Give the lines below again exactly, starting with the line that holds "repository 45a88bb1a4a18152" and going on through the line that holds "pub const TYPE_TXT: u16 = 16;".

+++ MATERIAL FOR THE TASK

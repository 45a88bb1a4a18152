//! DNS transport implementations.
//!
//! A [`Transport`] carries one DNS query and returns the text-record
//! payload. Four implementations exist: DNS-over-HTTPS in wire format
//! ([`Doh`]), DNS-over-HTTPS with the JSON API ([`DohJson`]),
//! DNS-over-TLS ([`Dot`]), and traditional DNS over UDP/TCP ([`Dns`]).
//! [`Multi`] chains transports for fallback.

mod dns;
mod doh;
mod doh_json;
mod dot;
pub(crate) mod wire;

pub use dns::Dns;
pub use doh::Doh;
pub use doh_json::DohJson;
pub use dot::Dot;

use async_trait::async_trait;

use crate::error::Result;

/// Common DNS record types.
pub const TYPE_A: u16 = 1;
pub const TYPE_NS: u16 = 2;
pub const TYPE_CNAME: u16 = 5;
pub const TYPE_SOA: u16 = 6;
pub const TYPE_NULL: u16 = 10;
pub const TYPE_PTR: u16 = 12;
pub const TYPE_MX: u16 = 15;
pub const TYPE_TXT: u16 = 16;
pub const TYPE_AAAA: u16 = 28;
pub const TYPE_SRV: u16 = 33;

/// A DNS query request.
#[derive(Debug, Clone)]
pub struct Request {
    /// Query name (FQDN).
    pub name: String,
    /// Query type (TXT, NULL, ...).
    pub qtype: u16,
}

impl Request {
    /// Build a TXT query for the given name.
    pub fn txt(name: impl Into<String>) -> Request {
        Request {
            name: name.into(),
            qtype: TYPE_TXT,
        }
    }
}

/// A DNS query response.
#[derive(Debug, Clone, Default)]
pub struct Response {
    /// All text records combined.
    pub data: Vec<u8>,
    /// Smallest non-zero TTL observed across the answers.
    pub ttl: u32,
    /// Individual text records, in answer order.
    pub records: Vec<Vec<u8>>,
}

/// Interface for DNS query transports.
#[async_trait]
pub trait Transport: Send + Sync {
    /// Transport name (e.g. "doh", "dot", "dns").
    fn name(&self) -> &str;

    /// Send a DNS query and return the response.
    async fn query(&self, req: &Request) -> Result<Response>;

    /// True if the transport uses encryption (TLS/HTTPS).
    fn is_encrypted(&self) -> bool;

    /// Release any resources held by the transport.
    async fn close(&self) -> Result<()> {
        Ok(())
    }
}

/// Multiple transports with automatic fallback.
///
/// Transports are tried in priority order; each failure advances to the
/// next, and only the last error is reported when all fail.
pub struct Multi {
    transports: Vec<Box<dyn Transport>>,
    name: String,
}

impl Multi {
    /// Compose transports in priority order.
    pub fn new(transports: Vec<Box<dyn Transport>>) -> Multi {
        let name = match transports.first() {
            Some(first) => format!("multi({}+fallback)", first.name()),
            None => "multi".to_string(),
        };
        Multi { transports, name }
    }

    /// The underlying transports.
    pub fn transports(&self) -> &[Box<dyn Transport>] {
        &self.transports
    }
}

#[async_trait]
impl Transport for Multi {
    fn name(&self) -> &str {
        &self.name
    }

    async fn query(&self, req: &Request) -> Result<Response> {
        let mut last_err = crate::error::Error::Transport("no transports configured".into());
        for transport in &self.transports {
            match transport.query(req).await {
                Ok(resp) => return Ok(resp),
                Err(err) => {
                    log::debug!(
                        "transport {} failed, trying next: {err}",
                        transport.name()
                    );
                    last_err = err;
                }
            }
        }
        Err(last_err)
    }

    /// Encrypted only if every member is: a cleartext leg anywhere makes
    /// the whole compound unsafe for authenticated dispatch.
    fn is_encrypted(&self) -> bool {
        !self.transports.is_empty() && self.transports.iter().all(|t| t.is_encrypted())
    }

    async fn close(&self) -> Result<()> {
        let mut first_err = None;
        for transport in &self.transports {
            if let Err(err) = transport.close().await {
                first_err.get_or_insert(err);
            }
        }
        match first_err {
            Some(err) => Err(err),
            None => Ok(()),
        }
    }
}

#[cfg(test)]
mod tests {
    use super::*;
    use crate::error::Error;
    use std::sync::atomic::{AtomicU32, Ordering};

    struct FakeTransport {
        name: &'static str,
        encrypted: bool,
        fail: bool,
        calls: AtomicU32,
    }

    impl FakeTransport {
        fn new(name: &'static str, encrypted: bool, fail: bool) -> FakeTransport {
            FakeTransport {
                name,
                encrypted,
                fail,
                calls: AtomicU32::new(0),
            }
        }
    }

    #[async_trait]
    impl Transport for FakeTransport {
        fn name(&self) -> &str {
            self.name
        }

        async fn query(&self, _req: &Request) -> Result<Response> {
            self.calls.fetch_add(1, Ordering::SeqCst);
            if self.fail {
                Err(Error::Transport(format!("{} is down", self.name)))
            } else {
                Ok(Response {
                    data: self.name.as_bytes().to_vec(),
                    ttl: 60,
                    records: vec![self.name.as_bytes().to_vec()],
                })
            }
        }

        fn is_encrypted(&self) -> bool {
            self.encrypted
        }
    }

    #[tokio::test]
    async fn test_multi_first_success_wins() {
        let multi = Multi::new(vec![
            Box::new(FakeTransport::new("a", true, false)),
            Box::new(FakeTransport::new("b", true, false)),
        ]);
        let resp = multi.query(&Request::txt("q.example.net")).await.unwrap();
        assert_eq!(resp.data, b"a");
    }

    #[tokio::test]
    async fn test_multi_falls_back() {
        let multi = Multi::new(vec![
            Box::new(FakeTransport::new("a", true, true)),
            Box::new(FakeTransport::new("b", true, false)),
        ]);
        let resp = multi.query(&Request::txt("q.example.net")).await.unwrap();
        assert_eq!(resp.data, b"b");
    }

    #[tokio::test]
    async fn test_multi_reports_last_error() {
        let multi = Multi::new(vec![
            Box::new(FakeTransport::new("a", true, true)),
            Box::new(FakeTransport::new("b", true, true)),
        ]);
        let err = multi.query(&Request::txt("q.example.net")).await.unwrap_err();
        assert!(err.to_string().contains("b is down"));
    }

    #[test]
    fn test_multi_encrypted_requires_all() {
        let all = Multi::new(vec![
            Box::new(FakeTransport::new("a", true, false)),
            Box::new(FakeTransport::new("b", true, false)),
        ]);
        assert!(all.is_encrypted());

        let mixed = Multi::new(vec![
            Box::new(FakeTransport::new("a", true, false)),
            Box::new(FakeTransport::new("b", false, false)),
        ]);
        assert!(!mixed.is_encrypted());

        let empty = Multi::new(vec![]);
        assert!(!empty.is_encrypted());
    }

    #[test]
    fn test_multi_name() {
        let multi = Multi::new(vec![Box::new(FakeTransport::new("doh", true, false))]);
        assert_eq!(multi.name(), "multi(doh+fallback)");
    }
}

++++++
+++ MATERIAL FOR THE TASK

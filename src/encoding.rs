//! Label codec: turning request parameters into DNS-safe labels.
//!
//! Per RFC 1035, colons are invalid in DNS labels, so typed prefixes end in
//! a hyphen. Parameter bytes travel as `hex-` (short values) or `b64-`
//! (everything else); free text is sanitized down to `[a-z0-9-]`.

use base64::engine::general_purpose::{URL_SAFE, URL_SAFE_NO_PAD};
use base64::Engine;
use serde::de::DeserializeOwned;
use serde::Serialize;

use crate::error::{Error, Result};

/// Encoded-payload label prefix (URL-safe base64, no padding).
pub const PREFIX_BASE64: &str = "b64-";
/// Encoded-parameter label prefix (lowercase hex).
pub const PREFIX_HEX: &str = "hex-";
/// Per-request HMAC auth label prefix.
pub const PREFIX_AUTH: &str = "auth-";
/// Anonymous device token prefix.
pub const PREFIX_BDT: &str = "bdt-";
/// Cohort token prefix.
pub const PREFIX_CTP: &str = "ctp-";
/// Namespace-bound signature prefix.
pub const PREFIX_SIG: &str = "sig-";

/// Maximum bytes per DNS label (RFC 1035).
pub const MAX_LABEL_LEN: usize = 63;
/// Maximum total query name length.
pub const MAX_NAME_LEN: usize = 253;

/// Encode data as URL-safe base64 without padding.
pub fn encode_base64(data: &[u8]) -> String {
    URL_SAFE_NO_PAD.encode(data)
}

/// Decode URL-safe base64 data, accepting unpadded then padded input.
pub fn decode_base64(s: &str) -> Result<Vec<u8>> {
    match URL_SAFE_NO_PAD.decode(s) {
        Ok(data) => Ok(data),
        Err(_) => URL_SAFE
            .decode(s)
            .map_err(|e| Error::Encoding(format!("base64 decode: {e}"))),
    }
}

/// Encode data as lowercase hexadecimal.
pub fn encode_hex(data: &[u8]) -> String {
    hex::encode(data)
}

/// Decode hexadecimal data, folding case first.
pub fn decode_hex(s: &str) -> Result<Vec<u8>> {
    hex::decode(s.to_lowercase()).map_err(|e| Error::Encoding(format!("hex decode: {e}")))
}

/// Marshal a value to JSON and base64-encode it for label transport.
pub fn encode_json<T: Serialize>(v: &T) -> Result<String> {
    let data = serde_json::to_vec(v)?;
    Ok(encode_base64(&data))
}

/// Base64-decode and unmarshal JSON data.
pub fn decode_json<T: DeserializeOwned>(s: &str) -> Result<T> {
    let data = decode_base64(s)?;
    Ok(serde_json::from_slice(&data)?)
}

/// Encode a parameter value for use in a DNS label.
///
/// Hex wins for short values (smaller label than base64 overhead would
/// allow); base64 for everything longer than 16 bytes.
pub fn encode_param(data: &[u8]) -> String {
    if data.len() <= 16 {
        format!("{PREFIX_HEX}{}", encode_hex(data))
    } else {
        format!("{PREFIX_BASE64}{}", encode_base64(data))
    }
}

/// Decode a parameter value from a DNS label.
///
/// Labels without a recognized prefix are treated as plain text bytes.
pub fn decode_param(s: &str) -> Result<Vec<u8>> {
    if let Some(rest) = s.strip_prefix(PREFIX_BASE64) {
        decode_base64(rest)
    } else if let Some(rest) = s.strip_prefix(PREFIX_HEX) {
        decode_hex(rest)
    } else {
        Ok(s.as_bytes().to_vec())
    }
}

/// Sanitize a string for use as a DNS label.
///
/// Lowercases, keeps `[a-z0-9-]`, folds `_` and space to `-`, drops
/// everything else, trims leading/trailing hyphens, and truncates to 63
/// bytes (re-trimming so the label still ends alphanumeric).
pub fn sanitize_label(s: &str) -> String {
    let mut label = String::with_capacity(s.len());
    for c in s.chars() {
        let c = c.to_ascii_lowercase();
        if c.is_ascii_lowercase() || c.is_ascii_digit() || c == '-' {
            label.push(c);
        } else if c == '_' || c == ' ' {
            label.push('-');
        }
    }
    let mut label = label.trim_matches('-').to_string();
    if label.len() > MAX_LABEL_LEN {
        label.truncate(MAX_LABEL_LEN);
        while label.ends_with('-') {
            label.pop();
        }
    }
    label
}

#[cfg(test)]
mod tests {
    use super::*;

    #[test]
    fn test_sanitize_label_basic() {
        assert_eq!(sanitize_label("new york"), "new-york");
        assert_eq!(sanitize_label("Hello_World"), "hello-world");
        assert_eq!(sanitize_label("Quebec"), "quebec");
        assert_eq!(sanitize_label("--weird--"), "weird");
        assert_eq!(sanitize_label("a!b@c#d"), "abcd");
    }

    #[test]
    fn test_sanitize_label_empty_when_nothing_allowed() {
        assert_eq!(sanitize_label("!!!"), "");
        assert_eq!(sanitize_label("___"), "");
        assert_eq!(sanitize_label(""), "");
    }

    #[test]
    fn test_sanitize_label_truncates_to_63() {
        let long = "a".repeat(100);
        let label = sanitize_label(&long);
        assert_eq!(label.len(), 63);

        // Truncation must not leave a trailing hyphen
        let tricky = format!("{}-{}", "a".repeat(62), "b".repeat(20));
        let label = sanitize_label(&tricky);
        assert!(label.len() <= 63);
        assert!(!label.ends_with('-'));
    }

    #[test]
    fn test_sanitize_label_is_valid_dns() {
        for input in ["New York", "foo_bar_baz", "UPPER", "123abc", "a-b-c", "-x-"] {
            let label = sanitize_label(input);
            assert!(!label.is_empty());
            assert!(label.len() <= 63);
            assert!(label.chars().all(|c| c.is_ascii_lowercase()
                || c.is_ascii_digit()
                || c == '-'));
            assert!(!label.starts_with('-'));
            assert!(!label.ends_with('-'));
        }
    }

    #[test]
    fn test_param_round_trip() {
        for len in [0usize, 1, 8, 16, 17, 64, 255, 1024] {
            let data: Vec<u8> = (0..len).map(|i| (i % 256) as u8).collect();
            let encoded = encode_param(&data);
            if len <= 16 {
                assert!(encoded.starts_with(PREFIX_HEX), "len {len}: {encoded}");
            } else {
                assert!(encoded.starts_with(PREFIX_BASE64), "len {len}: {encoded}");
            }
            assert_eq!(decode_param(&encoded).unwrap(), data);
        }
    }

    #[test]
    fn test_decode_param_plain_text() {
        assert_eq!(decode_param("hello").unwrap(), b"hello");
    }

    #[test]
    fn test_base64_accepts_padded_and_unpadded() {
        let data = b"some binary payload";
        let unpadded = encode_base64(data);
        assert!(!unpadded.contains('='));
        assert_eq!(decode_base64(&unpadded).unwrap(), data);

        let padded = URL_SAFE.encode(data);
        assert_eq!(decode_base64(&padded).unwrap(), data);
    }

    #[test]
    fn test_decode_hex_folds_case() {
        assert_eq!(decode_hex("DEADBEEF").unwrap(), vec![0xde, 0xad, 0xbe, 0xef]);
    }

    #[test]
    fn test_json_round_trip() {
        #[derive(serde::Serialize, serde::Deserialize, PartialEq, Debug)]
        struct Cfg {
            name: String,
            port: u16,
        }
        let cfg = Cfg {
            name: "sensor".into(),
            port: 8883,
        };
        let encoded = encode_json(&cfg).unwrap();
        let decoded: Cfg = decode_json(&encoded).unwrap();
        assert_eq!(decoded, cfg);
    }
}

++++++
+++ MATERIAL FOR THE TASK

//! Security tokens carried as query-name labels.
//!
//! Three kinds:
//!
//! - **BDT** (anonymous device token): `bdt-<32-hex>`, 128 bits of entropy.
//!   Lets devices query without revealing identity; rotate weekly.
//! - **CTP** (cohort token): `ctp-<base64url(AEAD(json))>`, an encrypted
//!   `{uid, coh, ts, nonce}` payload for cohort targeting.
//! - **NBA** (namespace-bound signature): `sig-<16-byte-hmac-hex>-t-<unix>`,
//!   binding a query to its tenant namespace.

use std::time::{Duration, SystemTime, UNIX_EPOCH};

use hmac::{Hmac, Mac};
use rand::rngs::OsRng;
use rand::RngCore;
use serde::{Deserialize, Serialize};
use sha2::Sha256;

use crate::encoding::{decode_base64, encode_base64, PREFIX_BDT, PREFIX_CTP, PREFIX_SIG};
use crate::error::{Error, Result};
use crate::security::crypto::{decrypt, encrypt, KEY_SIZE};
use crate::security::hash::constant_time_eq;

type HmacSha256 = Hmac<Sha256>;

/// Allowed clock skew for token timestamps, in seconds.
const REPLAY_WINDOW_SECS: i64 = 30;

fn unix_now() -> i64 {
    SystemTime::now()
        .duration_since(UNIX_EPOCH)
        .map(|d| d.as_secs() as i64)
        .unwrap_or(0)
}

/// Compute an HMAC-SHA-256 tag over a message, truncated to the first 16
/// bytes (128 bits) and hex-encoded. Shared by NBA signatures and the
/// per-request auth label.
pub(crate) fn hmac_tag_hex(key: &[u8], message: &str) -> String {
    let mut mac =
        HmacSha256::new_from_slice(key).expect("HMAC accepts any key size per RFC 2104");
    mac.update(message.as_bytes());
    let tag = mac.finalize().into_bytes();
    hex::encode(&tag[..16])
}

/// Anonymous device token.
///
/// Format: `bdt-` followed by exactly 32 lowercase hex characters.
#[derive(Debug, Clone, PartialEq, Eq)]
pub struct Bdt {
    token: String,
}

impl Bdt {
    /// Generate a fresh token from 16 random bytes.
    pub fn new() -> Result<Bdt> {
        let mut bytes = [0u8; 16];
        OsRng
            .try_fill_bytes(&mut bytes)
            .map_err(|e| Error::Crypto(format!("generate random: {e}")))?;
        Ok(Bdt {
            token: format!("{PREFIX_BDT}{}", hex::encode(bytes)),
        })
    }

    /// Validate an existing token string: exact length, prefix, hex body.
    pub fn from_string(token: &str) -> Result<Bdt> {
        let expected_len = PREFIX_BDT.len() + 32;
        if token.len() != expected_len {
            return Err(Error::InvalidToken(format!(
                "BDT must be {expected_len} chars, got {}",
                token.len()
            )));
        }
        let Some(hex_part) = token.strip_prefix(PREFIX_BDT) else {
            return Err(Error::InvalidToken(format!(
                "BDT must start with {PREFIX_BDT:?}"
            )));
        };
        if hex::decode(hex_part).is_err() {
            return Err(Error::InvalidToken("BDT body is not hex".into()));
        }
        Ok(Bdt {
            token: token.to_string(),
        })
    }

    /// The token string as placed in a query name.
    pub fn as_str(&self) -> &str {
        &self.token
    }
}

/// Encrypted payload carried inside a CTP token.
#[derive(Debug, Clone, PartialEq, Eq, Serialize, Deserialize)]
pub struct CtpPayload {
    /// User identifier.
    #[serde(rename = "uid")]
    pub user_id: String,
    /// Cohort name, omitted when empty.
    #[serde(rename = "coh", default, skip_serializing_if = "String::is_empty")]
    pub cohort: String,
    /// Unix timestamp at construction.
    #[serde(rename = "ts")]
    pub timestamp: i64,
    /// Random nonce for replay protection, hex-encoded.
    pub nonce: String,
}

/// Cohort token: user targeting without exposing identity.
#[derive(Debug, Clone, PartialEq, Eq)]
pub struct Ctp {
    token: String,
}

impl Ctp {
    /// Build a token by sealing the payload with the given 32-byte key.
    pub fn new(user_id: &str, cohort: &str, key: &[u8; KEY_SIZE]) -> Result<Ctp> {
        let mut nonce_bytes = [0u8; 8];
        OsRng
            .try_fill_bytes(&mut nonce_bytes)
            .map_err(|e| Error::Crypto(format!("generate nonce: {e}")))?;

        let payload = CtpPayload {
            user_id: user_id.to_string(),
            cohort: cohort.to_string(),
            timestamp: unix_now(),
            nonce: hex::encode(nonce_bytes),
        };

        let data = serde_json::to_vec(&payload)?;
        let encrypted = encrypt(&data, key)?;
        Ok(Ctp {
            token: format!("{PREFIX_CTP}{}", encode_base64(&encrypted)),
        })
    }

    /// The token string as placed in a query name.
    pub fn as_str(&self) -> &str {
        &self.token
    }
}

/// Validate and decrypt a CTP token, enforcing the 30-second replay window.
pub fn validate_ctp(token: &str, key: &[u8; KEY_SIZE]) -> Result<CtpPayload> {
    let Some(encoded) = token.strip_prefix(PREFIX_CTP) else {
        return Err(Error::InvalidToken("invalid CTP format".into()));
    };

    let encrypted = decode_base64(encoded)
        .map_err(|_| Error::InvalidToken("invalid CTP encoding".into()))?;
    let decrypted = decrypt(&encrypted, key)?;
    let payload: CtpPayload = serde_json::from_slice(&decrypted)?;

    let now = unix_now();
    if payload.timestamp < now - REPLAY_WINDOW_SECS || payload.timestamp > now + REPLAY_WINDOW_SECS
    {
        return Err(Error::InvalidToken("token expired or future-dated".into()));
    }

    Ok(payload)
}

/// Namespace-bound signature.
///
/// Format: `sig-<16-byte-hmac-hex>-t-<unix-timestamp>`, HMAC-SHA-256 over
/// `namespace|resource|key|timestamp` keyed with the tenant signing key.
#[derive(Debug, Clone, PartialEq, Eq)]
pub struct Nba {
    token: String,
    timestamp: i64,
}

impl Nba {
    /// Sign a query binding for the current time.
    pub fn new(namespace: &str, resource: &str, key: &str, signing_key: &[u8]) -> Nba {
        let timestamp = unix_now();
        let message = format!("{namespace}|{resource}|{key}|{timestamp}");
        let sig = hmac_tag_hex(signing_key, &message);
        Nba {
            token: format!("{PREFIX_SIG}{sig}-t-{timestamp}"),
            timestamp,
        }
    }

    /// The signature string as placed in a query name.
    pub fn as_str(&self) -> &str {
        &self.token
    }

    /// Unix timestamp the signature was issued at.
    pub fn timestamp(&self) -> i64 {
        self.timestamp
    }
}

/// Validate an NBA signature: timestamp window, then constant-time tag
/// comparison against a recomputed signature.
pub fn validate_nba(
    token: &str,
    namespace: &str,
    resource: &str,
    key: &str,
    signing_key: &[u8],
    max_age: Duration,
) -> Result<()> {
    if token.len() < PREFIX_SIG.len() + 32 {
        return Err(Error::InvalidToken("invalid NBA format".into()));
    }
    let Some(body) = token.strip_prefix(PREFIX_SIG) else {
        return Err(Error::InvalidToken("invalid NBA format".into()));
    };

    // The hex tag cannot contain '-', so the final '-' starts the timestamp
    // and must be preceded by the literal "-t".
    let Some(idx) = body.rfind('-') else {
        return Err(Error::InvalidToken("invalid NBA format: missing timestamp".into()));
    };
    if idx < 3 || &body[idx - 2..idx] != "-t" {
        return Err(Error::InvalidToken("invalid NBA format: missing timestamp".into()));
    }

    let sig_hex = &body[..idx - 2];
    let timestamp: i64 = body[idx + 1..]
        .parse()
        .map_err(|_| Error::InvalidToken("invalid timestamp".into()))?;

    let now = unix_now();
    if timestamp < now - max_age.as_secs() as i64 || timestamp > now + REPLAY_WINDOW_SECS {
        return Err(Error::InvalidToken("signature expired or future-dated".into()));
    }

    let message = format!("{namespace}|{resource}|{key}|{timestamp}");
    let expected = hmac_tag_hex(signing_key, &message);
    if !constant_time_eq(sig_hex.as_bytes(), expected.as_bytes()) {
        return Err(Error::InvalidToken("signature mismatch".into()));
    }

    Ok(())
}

++++++

### REPLY TO THE EXERCISE
repository 45a88bb1a4a18152
//! DNS transport implementations.
//!
//! A [`Transport`] carries one DNS query and returns the text-record
//! payload. Four implementations exist: DNS-over-HTTPS in wire format
//! ([`Doh`]), DNS-over-HTTPS with the JSON API ([`DohJson`]),
//! DNS-over-TLS ([`Dot`]), and traditional DNS over UDP/TCP ([`Dns`]).
//! [`Multi`] chains transports for fallback.

mod dns;
mod doh;
mod doh_json;
mod dot;
pub(crate) mod wire;

pub use dns::Dns;
pub use doh::Doh;
pub use doh_json::DohJson;
pub use dot::Dot;

use async_trait::async_trait;

use crate::error::Result;

/// Common DNS record types.
pub const TYPE_A: u16 = 1;
pub const TYPE_NS: u16 = 2;
pub const TYPE_CNAME: u16 = 5;
pub const TYPE_SOA: u16 = 6;
pub const TYPE_NULL: u16 = 10;
pub const TYPE_PTR: u16 = 12;
pub const TYPE_MX: u16 = 15;
pub const TYPE_TXT: u16 = 16;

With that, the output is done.